Exercise instructions -> Please reproduce the data below exactly, from the first line through the line containing "by all switches.", and leave every later line out.
☆ ☆ ☆ ☆
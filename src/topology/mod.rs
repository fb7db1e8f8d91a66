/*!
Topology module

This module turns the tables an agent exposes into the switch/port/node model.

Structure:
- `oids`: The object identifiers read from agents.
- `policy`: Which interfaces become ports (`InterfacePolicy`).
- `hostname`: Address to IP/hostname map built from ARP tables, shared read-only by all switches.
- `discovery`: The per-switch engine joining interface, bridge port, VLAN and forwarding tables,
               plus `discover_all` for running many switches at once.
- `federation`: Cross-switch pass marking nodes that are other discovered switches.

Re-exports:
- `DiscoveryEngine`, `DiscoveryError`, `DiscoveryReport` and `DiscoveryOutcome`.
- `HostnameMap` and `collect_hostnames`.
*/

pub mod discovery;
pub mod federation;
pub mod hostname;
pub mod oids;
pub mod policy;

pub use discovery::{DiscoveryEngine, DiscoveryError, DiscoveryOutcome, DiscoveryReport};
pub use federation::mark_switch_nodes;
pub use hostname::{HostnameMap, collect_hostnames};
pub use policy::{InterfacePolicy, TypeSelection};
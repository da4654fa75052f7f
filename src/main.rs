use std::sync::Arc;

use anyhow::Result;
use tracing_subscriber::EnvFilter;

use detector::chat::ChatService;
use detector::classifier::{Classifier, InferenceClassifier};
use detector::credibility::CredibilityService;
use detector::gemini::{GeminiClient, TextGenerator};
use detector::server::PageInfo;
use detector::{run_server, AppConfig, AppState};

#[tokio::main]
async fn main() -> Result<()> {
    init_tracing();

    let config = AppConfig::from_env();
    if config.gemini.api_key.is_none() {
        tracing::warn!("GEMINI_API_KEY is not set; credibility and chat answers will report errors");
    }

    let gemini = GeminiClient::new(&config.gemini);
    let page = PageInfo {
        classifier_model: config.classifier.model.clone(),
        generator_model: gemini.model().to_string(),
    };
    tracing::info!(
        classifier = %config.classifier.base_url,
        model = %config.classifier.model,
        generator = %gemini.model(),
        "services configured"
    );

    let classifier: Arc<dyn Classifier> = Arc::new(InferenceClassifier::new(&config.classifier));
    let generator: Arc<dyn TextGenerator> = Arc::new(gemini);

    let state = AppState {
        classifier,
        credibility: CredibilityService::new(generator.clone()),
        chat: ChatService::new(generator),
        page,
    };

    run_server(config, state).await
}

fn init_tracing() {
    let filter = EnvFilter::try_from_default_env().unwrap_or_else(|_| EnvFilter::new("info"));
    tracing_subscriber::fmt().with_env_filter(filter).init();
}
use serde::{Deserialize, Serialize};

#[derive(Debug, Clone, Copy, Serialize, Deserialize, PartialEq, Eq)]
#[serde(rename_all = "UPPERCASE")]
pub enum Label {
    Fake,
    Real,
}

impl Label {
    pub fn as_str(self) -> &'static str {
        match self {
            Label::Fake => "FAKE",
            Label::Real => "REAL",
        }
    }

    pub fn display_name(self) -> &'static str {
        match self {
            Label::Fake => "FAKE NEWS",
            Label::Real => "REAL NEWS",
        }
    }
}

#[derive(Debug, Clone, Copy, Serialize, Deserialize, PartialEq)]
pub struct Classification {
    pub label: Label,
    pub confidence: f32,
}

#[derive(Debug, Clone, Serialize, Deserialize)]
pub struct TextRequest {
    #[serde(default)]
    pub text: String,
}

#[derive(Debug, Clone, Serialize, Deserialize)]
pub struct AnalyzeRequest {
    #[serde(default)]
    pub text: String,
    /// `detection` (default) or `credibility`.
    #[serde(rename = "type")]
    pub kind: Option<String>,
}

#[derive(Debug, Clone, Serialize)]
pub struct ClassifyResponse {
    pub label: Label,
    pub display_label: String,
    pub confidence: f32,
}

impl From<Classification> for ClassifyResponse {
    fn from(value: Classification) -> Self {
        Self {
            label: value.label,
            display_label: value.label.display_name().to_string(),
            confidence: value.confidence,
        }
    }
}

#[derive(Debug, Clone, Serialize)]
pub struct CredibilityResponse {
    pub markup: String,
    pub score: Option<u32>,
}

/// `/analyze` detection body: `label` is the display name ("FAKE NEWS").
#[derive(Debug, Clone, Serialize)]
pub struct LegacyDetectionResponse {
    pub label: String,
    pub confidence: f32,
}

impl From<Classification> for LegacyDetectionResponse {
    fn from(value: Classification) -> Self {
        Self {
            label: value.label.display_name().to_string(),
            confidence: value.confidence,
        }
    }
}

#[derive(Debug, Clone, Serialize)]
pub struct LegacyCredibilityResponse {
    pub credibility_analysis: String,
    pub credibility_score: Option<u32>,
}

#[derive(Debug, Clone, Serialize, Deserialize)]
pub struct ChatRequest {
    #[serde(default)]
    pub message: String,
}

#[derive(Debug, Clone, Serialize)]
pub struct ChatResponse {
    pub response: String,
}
☆ ☆ ☆ ☆
Task output ->
filename src/topology/mod.rs
repository fb7db1e8f8d91a66
/*!
Topology module

This module turns the tables an agent exposes into the switch/port/node model.

Structure:
- `oids`: The object identifiers read from agents.
- `policy`: Which interfaces become ports (`InterfacePolicy`).
- `hostname`: Address to IP/hostname map built from ARP tables, shared read-only by all switches.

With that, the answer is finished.